Yuh huh. You keep telling yourself that.
You may have a grasp of the Japanese language, but your grasp of phonetics is evidently comparatively lacking.
The short answer is that practically no English speaker gets it right; I'd wager that applies to you, too. That transition from the open mid vowel to uvular consonant is tricky for us anglophones (English has no uvular sounds, and the un-nasalised vowel itself only exists in certain accents - such as the Australian ones or East Anglian), and it leads to all sorts of abominations in vowel sound in trying to mimic the Japanese pronunciation (which it seems
@stiggygonzalez was referring to specifically). The geminated
s is also a sticking point, because we don't have consonant gemination in English; most English speakers over emphasise (by geminating) the
i and / or
a as a result, or don't bother geminating at all.

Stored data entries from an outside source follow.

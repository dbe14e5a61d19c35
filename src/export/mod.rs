//! Export pipeline: window checks, output paths, retry control and PDF layout.

pub mod controller;
pub mod render;
pub mod target;
pub mod window;

pub use controller::{ExtractionController, Readiness, RoundDriver};
pub use render::{Margins, PdfLayout};
pub use target::{ExportTarget, OutputResolver};
pub use window::BusinessWindow;
//! EXIM Thailand: time-labelled rounds behind a search button, page printed
//! as-is. The rate widget may live in a same-origin iframe.

use chrono::NaiveDate;
use std::time::Duration;
use tokio::time::sleep;
use tracing::{debug, info, warn};

use super::{already_exists, dismiss_cookies, exhausted, navigate, render_if_absent, ExportContext};
use crate::export::{ExtractionController, Margins, PdfLayout, Readiness, RoundDriver};
use crate::scraper::parsers::thai_date::{self, DATE_ONLY_PATTERNS};
use crate::scraper::parsers::{enumerate, RateTableParser, RoundOption};
use crate::scraper::{Probe, Session, EXIM_URL};
use crate::types::{BankCode, BankReport, ExportError, RoundOutcome};

const COOKIE_BUTTONS: Probe = Probe::new("EXIM cookie buttons", &["#c-p-bn", "#c-cancel-bn"]);
const ACCEPT_TEXTS: [&str; 3] = ["ยอมรับ", "Accept", "ตกลง"];

const ROUND_SELECT: Probe = Probe::new(
    "EXIM round dropdown",
    &[
        "#p_lt_ctl02_pageplaceholder_p_lt_ctl01_WebPartZone_WebPartZone_zone_Custom_EximExchangeRate_DropDownList1",
        "select[id*=\"DropDownList1\"]",
        "select[name*=\"DropDownList1\"]",
    ],
);

const DATE_LABEL: Probe = Probe::new(
    "EXIM date label",
    &["#p_lt_ctl02_pageplaceholder_p_lt_ctl01_WebPartZone_WebPartZone_zone_Custom_EximExchangeRate_datetime"],
);

const SEARCH_BUTTON: &str = "#btnSearch";
const SEARCH_CONTROLS: &str = "button, input[type=\"submit\"], input[type=\"button\"]";
const PRINT_BUTTON: &str = "#btnPrint";
const PRINT_CONTROLS: &str = "button, input[type=\"button\"], a";
const RATE_MARKERS: [&str; 3] = ["ซื้อ", "ขาย", "อัตรา"];

const DROPDOWN_TIMEOUT: Duration = Duration::from_secs(15);

/// 1cm at 96 dpi
const MARGIN_PX: f64 = 37.8;

struct EximRound<'a> {
    option: &'a RoundOption,
}

impl RoundDriver for EximRound<'_> {
    async fn select<S: Session>(&self, session: &S) -> Result<(), ExportError> {
        if ROUND_SELECT.select(session, &self.option.value).await?.is_none() {
            return Err(ExportError::Selection(format!(
                "round {} not selectable",
                self.option.raw_label
            )));
        }

        let searched = session.click(SEARCH_BUTTON).await?
            || session.click_text(SEARCH_CONTROLS, &["ค้นหา"]).await?;
        if !searched {
            debug!("No search button, relying on the change event");
        }
        Ok(())
    }

    async fn is_ready<S: Session>(&self, session: &S) -> Result<bool, ExportError> {
        let has_print = session.exists(PRINT_BUTTON).await?
            || RateTableParser::has_control_with_text(
                &session.html().await?,
                PRINT_CONTROLS,
                &["พิมพ์", "print"],
            );
        if !has_print {
            return Ok(false);
        }
        let body = session.body_text().await?;
        Ok(RateTableParser::contains_any(&body, &RATE_MARKERS))
    }
}

/// Publication date from the date label, else the run's date
pub async fn publication_date<S: Session>(session: &S, ctx: &ExportContext) -> Result<NaiveDate, ExportError> {
    let parsed = DATE_LABEL
        .text(session)
        .await?
        .and_then(|text| thai_date::parse_date(&text, &DATE_ONLY_PATTERNS));
    Ok(match parsed {
        Some(date) => date,
        None => {
            warn!("Date label missing or unreadable, using today");
            ctx.today()
        }
    })
}

fn layout() -> PdfLayout {
    PdfLayout::a4()
        .margins(Margins::uniform(MARGIN_PX))
        .print_background(true)
}

async fn export_round<S: Session>(
    session: &S,
    ctx: &ExportContext,
    controller: &ExtractionController,
    option: &RoundOption,
    date: NaiveDate,
    index: u32,
) -> Result<RoundOutcome, ExportError> {
    let run = controller.run(session, &EximRound { option }, &option.raw_label).await;
    debug!("{}: {}", option.raw_label, run.describe());
    if let Readiness::Exhausted { checks, last_error } = run.readiness {
        return Ok(exhausted(&option.raw_label, checks, last_error));
    }

    let target = ctx.resolver.resolve(BankCode::Exim, date, index);
    render_if_absent(session, ctx, target, &layout()).await
}

/// Export every in-window round not yet on disk; file `#n` is the round's
/// position among the in-window rounds
pub async fn export<S: Session>(session: &S, ctx: &ExportContext) -> Result<BankReport, ExportError> {
    let mut report = BankReport::new(BankCode::Exim);

    navigate(session, ctx, EXIM_URL).await?;
    if !dismiss_cookies(session, &COOKIE_BUTTONS, &ACCEPT_TEXTS).await? {
        debug!("No cookie popup");
    }

    if !session.wait_for(ROUND_SELECT.selectors[0], DROPDOWN_TIMEOUT).await?
        && ROUND_SELECT.resolve(session).await?.is_none()
    {
        warn!("EXIM round dropdown not found - nothing to export");
        return Ok(report);
    }

    let options = ROUND_SELECT.options(session).await?;
    let rounds = enumerate(&options, ctx.window());
    info!(
        "Found {} rounds within business hours ({})",
        rounds.len(),
        ctx.window().describe()
    );
    if rounds.is_empty() {
        warn!("No rounds within business hours - stopping");
        return Ok(report);
    }

    let date = publication_date(session, ctx).await?;
    let controller = ctx.controller();
    let mut rendered_any = false;

    for (position, option) in rounds.iter().enumerate() {
        let index = position as u32 + 1;
        let target = ctx.resolver.resolve(BankCode::Exim, date, index);
        if ctx.resolver.exists(&target) {
            report.push(&option.raw_label, already_exists(&target));
            continue;
        }

        if rendered_any {
            sleep(ctx.timing().inter_round_wait()).await;
        }

        info!("Processing round {}: {}", index, option.raw_label);
        let outcome = export_round(session, ctx, &controller, option, date, index)
            .await
            .unwrap_or_else(|e| {
                warn!("Cannot export PDF for round {}: {}", index, e);
                RoundOutcome::Failed(e)
            });
        report.push(&option.raw_label, outcome);
        rendered_any = true;
    }

    Ok(report)
}

#[cfg(test)]
mod tests {
    use super::*;
    use crate::scraper::session::fake::FakeSession;
    use std::fs;
    use tempfile::TempDir;

    const DROPDOWN: &str = r#"
        <select id="p_lt_ctl02_pageplaceholder_p_lt_ctl01_WebPartZone_WebPartZone_zone_Custom_EximExchangeRate_DropDownList1">
          <option value="">เลือกรอบ</option>
          <option value="1">รอบที่ 1 เวลา 08:33</option>
          <option value="2">รอบที่ 2 เวลา 11:02</option>
          <option value="3">รอบที่ 3 เวลา 16:45</option>
        </select>
        <span id="p_lt_ctl02_pageplaceholder_p_lt_ctl01_WebPartZone_WebPartZone_zone_Custom_EximExchangeRate_datetime">11 กันยายน 2568</span>
        <input type="button" id="btnSearch" value="ค้นหา">
    "#;

    fn form_page() -> String {
        format!(r#"<html><body><button id="c-p-bn">ยอมรับ</button>{DROPDOWN}</body></html>"#)
    }

    fn rates_page() -> String {
        format!(
            r#"<html><body>{DROPDOWN}
              <table><tr><th>สกุลเงิน</th><th>อัตราซื้อ</th><th>อัตราขาย</th></tr>
              <tr><td>USD</td><td>32.05</td><td>32.40</td></tr></table>
              <input type="button" value="พิมพ์">
            </body></html>"#
        )
    }

    #[tokio::test]
    async fn test_export_in_window_rounds() {
        let tmp = TempDir::new().unwrap();
        let ctx = ExportContext::for_tests(tmp.path());
        let form = form_page();
        let rates = rates_page();
        let session = FakeSession::new(&form)
            .on_select("1", &[&rates])
            .on_select("2", &[&rates]);

        let report = export(&session, &ctx).await.unwrap();

        assert_eq!(report.exported(), 2);
        let dir = tmp.path().join("Exim/2025/September");
        assert!(dir.join("Exim 2025-09-11 #1.pdf").exists());
        assert!(dir.join("Exim 2025-09-11 #2.pdf").exists());

        let state = session.state();
        assert_eq!(state.selected, vec!["1", "2"]);
        assert!(state.clicked.contains(&"#c-p-bn".to_string()));
        assert_eq!(state.clicked.iter().filter(|c| *c == "#btnSearch").count(), 2);
        assert!(state.layouts[0].print_background);
        assert_eq!(state.layouts[0].margins, Margins::uniform(MARGIN_PX));
    }

    #[tokio::test]
    async fn test_existing_rounds_skip_selection() {
        let tmp = TempDir::new().unwrap();
        let ctx = ExportContext::for_tests(tmp.path());
        let dir = tmp.path().join("Exim/2025/September");
        fs::create_dir_all(&dir).unwrap();
        fs::write(dir.join("Exim 2025-09-11 #1.pdf"), b"old").unwrap();
        fs::write(dir.join("Exim 2025-09-11 #2.pdf"), b"old").unwrap();

        let session = FakeSession::new(&form_page());
        let report = export(&session, &ctx).await.unwrap();

        assert_eq!(report.skipped(), 2);
        assert!(session.state().selected.is_empty());
    }

    #[tokio::test]
    async fn test_missing_print_button_exhausts_round() {
        let tmp = TempDir::new().unwrap();
        let mut ctx = ExportContext::for_tests(tmp.path());
        ctx.config.retry.max_round_attempts = 1;
        ctx.config.retry.max_data_checks = 3;

        // Rates shown but no print control
        let no_print = format!("<html><body>{DROPDOWN}<p>อัตราซื้อ 32.05</p></body></html>");
        let rates = rates_page();
        let session = FakeSession::new(&no_print).on_select("2", &[&rates]);

        let report = export(&session, &ctx).await.unwrap();

        assert!(matches!(
            report.outcomes[0].1,
            RoundOutcome::Exhausted { attempts: 3 }
        ));
        assert!(report.outcomes[1].1.is_exported());
        assert_eq!(session.state().reloads, 2);
    }

    #[tokio::test]
    async fn test_date_falls_back_to_today() {
        let tmp = TempDir::new().unwrap();
        let ctx = ExportContext::for_tests(tmp.path());
        let session = FakeSession::new("<html><body><span>no date</span></body></html>");

        assert_eq!(publication_date(&session, &ctx).await.unwrap(), ctx.today());
    }

    #[tokio::test]
    async fn test_missing_dropdown_ends_quietly() {
        let tmp = TempDir::new().unwrap();
        let ctx = ExportContext::for_tests(tmp.path());
        let session = FakeSession::new("<html><body><p>maintenance</p></body></html>");

        let report = export(&session, &ctx).await.unwrap();
        assert!(report.outcomes.is_empty());
        assert!(session.state().selected.is_empty());
    }
}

That's not to say English speakers can't get it right; it'd just take practice. But I'd question the need to do so in native English communications - we may as well be lamenting the Japanese' inability to pronounce certain English words (because the sounds do not exist in their native phonology).
By picking out differences in the way the word is pronounced by different linguistic groups, we are highlighting only the linguistic differences between those groups - tomayto / tomahto. So of course everyone else sounds wronger, in lieu of any real analysis.
The real surprise for me, from that video, was "Matsuda" - but that was more of a history lesson in this case.